#### Available data

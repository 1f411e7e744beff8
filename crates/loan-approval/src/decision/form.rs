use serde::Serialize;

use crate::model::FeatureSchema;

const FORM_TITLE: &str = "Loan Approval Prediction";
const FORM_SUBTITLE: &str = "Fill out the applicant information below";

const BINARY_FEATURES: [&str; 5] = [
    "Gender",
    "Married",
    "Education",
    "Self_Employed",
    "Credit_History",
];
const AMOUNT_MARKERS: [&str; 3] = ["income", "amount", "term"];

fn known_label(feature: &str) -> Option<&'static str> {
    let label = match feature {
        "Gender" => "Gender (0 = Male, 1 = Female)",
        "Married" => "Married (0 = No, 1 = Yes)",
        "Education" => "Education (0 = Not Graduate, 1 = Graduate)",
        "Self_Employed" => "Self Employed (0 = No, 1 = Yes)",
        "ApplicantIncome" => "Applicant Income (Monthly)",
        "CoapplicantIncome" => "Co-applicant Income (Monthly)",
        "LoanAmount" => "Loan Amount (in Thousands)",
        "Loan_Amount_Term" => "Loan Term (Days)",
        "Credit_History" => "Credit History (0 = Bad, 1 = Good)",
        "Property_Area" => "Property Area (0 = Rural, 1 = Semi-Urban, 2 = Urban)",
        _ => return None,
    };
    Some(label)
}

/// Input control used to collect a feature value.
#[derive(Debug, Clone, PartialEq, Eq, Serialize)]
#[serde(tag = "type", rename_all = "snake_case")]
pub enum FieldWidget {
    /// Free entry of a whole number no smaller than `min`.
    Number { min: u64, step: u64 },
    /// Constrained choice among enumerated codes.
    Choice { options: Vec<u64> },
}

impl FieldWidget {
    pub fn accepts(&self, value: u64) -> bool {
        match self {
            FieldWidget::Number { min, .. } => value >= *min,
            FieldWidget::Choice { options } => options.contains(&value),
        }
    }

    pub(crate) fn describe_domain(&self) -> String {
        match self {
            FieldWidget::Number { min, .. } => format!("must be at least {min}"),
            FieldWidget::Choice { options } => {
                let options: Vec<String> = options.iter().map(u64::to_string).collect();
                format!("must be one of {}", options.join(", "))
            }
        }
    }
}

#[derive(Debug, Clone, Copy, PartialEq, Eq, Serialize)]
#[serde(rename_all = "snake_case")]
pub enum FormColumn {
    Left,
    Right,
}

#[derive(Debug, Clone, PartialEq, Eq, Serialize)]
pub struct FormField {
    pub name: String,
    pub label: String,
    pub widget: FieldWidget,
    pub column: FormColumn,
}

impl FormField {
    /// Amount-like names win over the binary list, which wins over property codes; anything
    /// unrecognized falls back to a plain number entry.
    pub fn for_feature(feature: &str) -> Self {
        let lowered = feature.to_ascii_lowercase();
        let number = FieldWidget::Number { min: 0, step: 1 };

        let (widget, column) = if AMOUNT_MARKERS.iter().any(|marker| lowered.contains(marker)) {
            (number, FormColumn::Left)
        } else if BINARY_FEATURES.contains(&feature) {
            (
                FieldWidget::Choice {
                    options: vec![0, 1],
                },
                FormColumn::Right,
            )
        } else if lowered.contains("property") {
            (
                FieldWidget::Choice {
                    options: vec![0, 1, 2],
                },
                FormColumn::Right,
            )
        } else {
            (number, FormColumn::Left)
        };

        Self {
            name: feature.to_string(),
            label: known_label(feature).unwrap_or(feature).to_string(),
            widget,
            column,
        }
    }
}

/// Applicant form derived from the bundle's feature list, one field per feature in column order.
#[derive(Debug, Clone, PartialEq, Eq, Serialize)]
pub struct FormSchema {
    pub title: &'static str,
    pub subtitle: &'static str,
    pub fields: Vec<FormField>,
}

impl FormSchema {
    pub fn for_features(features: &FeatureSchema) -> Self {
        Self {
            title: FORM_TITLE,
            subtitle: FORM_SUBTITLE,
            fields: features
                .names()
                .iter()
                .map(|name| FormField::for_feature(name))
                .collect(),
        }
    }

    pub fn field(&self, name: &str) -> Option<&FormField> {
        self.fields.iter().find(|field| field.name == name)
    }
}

########

- [To do] Every line of the material above should be set down again exactly.

- [Response to this task]
repository 1f411e7e744beff8
filename crates/loan-approval/src/decision/form.rs
use serde::Serialize;

use crate::model::FeatureSchema;

const FORM_TITLE: &str = "Loan Approval Prediction";
const FORM_SUBTITLE: &str = "Fill out the applicant information below";

const BINARY_FEATURES: [&str; 5] = [
    "Gender",
    "Married",
    "Education",
    "Self_Employed",
    "Credit_History",
];
const AMOUNT_MARKERS: [&str; 3] = ["income", "amount", "term"];

fn known_label(feature: &str) -> Option<&'static str> {
    let label = match feature {
        "Gender" => "Gender (0 = Male, 1 = Female)",
        "Married" => "Married (0 = No, 1 = Yes)",
        "Education" => "Education (0 = Not Graduate, 1 = Graduate)",
        "Self_Employed" => "Self Employed (0 = No, 1 = Yes)",
        "ApplicantIncome" => "Applicant Income (Monthly)",
        "CoapplicantIncome" => "Co-applicant Income (Monthly)",
        "LoanAmount" => "Loan Amount (in Thousands)",
        "Loan_Amount_Term" => "Loan Term (Days)",
        "Credit_History" => "Credit History (0 = Bad, 1 = Good)",
        "Property_Area" => "Property Area (0 = Rural, 1 = Semi-Urban, 2 = Urban)",
        _ => return None,
    };
    Some(label)
}

/// Input control used to collect a feature value.
#[derive(Debug, Clone, PartialEq, Eq, Serialize)]
#[serde(tag = "type", rename_all = "snake_case")]
pub enum FieldWidget {
    /// Free entry of a whole number no smaller than `min`.
    Number { min: u64, step: u64 },
    /// Constrained choice among enumerated codes.
    Choice { options: Vec<u64> },
}

impl FieldWidget {
    pub fn accepts(&self, value: u64) -> bool {
        match self {
            FieldWidget::Number { min, .. } => value >= *min,
            FieldWidget::Choice { options } => options.contains(&value),
        }
    }

    pub(crate) fn describe_domain(&self) -> String {
        match self {
            FieldWidget::Number { min, .. } => format!("must be at least {min}"),
            FieldWidget::Choice { options } => {
                let options: Vec<String> = options.iter().map(u64::to_string).collect();
                format!("must be one of {}", options.join(", "))
            }
        }
    }
}

#[derive(Debug, Clone, Copy, PartialEq, Eq, Serialize)]
#[serde(rename_all = "snake_case")]
pub enum FormColumn {
    Left,
    Right,
}

#[derive(Debug, Clone, PartialEq, Eq, Serialize)]
pub struct FormField {
    pub name: String,
    pub label: String,
    pub widget: FieldWidget,
    pub column: FormColumn,
}

impl FormField {
    /// Amount-like names win over the binary list, which wins over property codes; anything
    /// unrecognized falls back to a plain number entry.
    pub fn for_feature(feature: &str) -> Self {
        let lowered = feature.to_ascii_lowercase();
        let number = FieldWidget::Number { min: 0, step: 1 };

        let (widget, column) = if AMOUNT_MARKERS.iter().any(|marker| lowered.contains(marker)) {
            (number, FormColumn::Left)
        } else if BINARY_FEATURES.contains(&feature) {
            (
                FieldWidget::Choice {
                    options: vec![0, 1],
                },
                FormColumn::Right,
            )
        } else if lowered.contains("property") {
            (
                FieldWidget::Choice {
                    options: vec![0, 1, 2],
                },
                FormColumn::Right,
            )
        } else {
            (number, FormColumn::Left)
        };

        Self {
            name: feature.to_string(),
            label: known_label(feature).unwrap_or(feature).to_string(),
            widget,
            column,
        }
    }
}

/// Applicant form derived from the bundle's feature list, one field per feature in column order.
#[derive(Debug, Clone, PartialEq, Eq, Serialize)]
pub struct FormSchema {
    pub title: &'static str,
    pub subtitle: &'static str,
    pub fields: Vec<FormField>,
}

impl FormSchema {
    pub fn for_features(features: &FeatureSchema) -> Self {
        Self {
            title: FORM_TITLE,
            subtitle: FORM_SUBTITLE,
            fields: features
                .names()
                .iter()
                .map(|name| FormField::for_feature(name))
                .collect(),
        }
    }

    pub fn field(&self, name: &str) -> Option<&FormField> {
        self.fields.iter().find(|field| field.name == name)
    }
}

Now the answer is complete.